>>>>

pub(crate) mod executor;
pub mod options;
pub mod session;

use std::sync::{
    atomic::{AtomicBool, Ordering},
    Arc,
    Mutex,
    PoisonError,
};

use derive_where::derive_where;

use crate::{
    bson::{oid::ObjectId, Document},
    change_stream::{
        event::ChangeStreamEvent,
        options::ChangeStreamOptions,
        ChangeStream,
        WatchArgs,
    },
    db::Database,
    error::{Error, ErrorKind, Result},
    operation::{AggregateTarget, EndSessions, Operation, MAX_END_SESSIONS_BATCH_SIZE},
    options::{ClientOptions, DatabaseOptions, SessionOptions},
    trace::SESSION_TRACING_EVENT_TARGET,
    transport::{StreamDescription, Transport},
    ClientSession,
};
use session::{ClusterTime, ServerSession, ServerSessionPool};

/// Commands that must never carry an `lsid`, matched case-insensitively.
pub(crate) const SESSIONS_UNSUPPORTED_COMMANDS: [&str; 7] = [
    "hello",
    "ismaster",
    "saslstart",
    "saslcontinue",
    "getnonce",
    "authenticate",
    "endsessions",
];

/// This is the main entry point for the API. A `Client` sends commands through a [`Transport`]
/// and layers sessions, cluster time gossiping, cursors and change streams on top of it.
///
/// `Client` uses [`std::sync::Arc`](https://doc.rust-lang.org/std/sync/struct.Arc.html) internally,
/// so it can safely be shared across threads or async tasks. For example:
///
/// ```rust
/// # use mongodb_cursor_core::{bson::Document, Client, Transport};
/// # async fn start_workers(transport: impl Transport) {
/// let client = Client::with_transport(transport, None);
///
/// for i in 0..5 {
///     let client_ref = client.clone();
///
///     tokio::task::spawn(async move {
///         let collection = client_ref
///             .database("items")
///             .collection::<Document>(&format!("coll{}", i));
///
///         // Do something with the collection
///     });
/// }
/// # }
/// ```
///
/// ## Notes on performance
/// Spawning many asynchronous tasks that use the client concurrently is the intended use; each
/// operation checks a server session out of a shared pool and returns it when done.
///
/// ## Shutdown
/// Server sessions are pooled in memory and are only released on the server when
/// [`Client::shutdown`] is called. Once shut down, every operation started with the client fails
/// with [`ErrorKind::Shutdown`].
#[derive(Clone, Debug)]
pub struct Client {
    inner: Arc<ClientInner>,
}

#[derive_where(Debug)]
struct ClientInner {
    #[derive_where(skip)]
    transport: Box<dyn Transport>,
    options: ClientOptions,
    id: ObjectId,
    session_pool: ServerSessionPool,
    cluster_time: Mutex<Option<ClusterTime>>,
    shutdown: AtomicBool,
}

impl Client {
    /// Creates a new `Client` that sends its commands through `transport`.
    pub fn with_transport(
        transport: impl Transport,
        options: impl Into<Option<ClientOptions>>,
    ) -> Self {
        let inner = ClientInner {
            transport: Box::new(transport),
            options: options.into().unwrap_or_default(),
            id: ObjectId::new(),
            session_pool: ServerSessionPool::new(),
            cluster_time: Mutex::new(None),
            shutdown: AtomicBool::new(false),
        };
        Self {
            inner: Arc::new(inner),
        }
    }

    /// Gets a handle to a database specified by `name` in the cluster the `Client` is connected
    /// to. The `Database` read and write concerns default to those of the `Client`.
    ///
    /// This method does not send or receive anything across the wire to the database, so it can
    /// be used repeatedly without incurring any costs from I/O.
    pub fn database(&self, name: &str) -> Database {
        Database::new(self.clone(), name, None)
    }

    /// Gets a handle to a database specified by `name` in the cluster the `Client` is connected
    /// to. Operations done with this `Database` will use the options specified by `options` by
    /// default and will otherwise default to those of the `Client`.
    ///
    /// This method does not send or receive anything across the wire to the database, so it can
    /// be used repeatedly without incurring any costs from I/O.
    pub fn database_with_options(&self, name: &str, options: DatabaseOptions) -> Database {
        Database::new(self.clone(), name, Some(options))
    }

    /// The options this client was created with.
    pub fn options(&self) -> &ClientOptions {
        &self.inner.options
    }

    /// Starts a new [`ClientSession`].
    ///
    /// Fails if the client has been shut down or if the deployment the transport is connected
    /// to does not support sessions.
    pub fn start_session(
        &self,
        options: impl Into<Option<SessionOptions>>,
    ) -> Result<ClientSession> {
        if self.is_shutdown() {
            return Err(ErrorKind::Shutdown.into());
        }
        let description = self.inner.transport.description();
        if !description.supports_sessions() {
            return Err(Error::invalid_argument(
                "the deployment does not support sessions",
            ));
        }
        let server_session = self
            .inner
            .session_pool
            .check_out(description.logical_session_timeout);
        Ok(ClientSession::new(
            server_session,
            self.clone(),
            options.into(),
            false,
        ))
    }

    /// Starts a new [`ChangeStream`] that receives events for all changes in the cluster. The
    /// stream does not observe changes from system collections or the "config", "local" or
    /// "admin" databases.
    ///
    /// No command is sent until the stream is first iterated.
    pub fn watch(
        &self,
        pipeline: impl IntoIterator<Item = Document>,
        options: impl Into<Option<ChangeStreamOptions>>,
    ) -> ChangeStream<ChangeStreamEvent<Document>> {
        ChangeStream::new(self.cluster_watch_args(pipeline, options), self.clone(), None)
    }

    /// Starts a new [`ChangeStream`] over the whole cluster that sends its commands with the
    /// provided session.
    pub fn watch_with_session(
        &self,
        pipeline: impl IntoIterator<Item = Document>,
        options: impl Into<Option<ChangeStreamOptions>>,
        session: &ClientSession,
    ) -> ChangeStream<ChangeStreamEvent<Document>> {
        ChangeStream::new(
            self.cluster_watch_args(pipeline, options),
            self.clone(),
            Some(session.clone()),
        )
    }

    fn cluster_watch_args(
        &self,
        pipeline: impl IntoIterator<Item = Document>,
        options: impl Into<Option<ChangeStreamOptions>>,
    ) -> WatchArgs {
        let mut options = options.into().unwrap_or_default();
        options.all_changes_for_cluster = Some(true);
        if options.read_concern.is_none() {
            options.read_concern = self.inner.options.read_concern.clone();
        }
        WatchArgs {
            pipeline: pipeline.into_iter().collect(),
            target: AggregateTarget::Database("admin".to_string()),
            options: Some(options),
        }
    }

    /// The highest cluster time this client has seen in a server reply, if any.
    pub fn cluster_time(&self) -> Option<ClusterTime> {
        self.inner
            .cluster_time
            .lock()
            .unwrap_or_else(PoisonError::into_inner)
            .clone()
    }

    /// Advances the client's cluster time if `to` is newer. Only validated values gossiped by a
    /// server reach this.
    pub(crate) fn advance_cluster_time(&self, to: &ClusterTime) {
        let mut cluster_time = self
            .inner
            .cluster_time
            .lock()
            .unwrap_or_else(PoisonError::into_inner);
        if cluster_time.as_ref().map(|ct| ct < to).unwrap_or(true) {
            *cluster_time = Some(to.clone());
        }
    }

    /// Shuts this `Client` down, releasing every pooled server session on the server with
    /// `endSessions`. The outcome of those commands is ignored. Calling this more than once has
    /// no further effect.
    ///
    /// After shutdown, operations started with this client (or with any database, collection,
    /// cursor or session derived from it) fail with [`ErrorKind::Shutdown`].
    pub async fn shutdown(&self) {
        if self.inner.shutdown.swap(true, Ordering::SeqCst) {
            return;
        }
        let ids = self.inner.session_pool.drain_ids();
        for chunk in ids.chunks(MAX_END_SESSIONS_BATCH_SIZE) {
            let mut op = EndSessions::new(chunk.to_vec());
            if let Err(error) = self.execute_operation_on_transport(&mut op, None).await {
                tracing::debug!(
                    target: SESSION_TRACING_EVENT_TARGET,
                    error = %error,
                    sessions = chunk.len(),
                    "endSessions failed during shutdown"
                );
            }
        }
    }

    /// The description of the server the transport currently routes commands to.
    pub(crate) fn stream_description(&self) -> StreamDescription {
        self.inner.transport.description()
    }

    pub(crate) fn is_shutdown(&self) -> bool {
        self.inner.shutdown.load(Ordering::SeqCst)
    }

    pub(crate) fn is_same_client(&self, other: &Client) -> bool {
        Arc::ptr_eq(&self.inner, &other.inner)
    }

    /// Returns a server session to the pool. Sessions checked in after shutdown are discarded,
    /// since nothing will release them.
    pub(crate) fn check_in_server_session(&self, session: ServerSession) {
        if self.is_shutdown() {
            return;
        }
        let timeout = self.inner.transport.description().logical_session_timeout;
        self.inner.session_pool.check_in(session, timeout);
    }

    /// Creates an implicit session for `op` if it may carry one and the deployment supports
    /// sessions.
    pub(crate) fn start_implicit_session<T: Operation>(&self, op: &T) -> Option<ClientSession> {
        if !op.supports_sessions() || !op.is_acknowledged() {
            return None;
        }
        let description = self.inner.transport.description();
        if !description.supports_sessions() {
            return None;
        }
        let server_session = self
            .inner
            .session_pool
            .check_out(description.logical_session_timeout);
        Some(ClientSession::new(server_session, self.clone(), None, true))
    }

    #[cfg(test)]
    pub(crate) fn pooled_session_count(&self) -> usize {
        self.inner.session_pool.len()
    }

    #[cfg(test)]
    pub(crate) fn is_session_pooled(&self, id: &Document) -> bool {
        self.inner.session_pool.contains(id)
    }
}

<<<<

Look through the lines above and collect those with the word "deployment".

    /// Fails if the client has been shut down or if the deployment the transport is connected
                "the deployment does not support sessions",
    /// Creates an implicit session for `op` if it may carry one and the deployment supports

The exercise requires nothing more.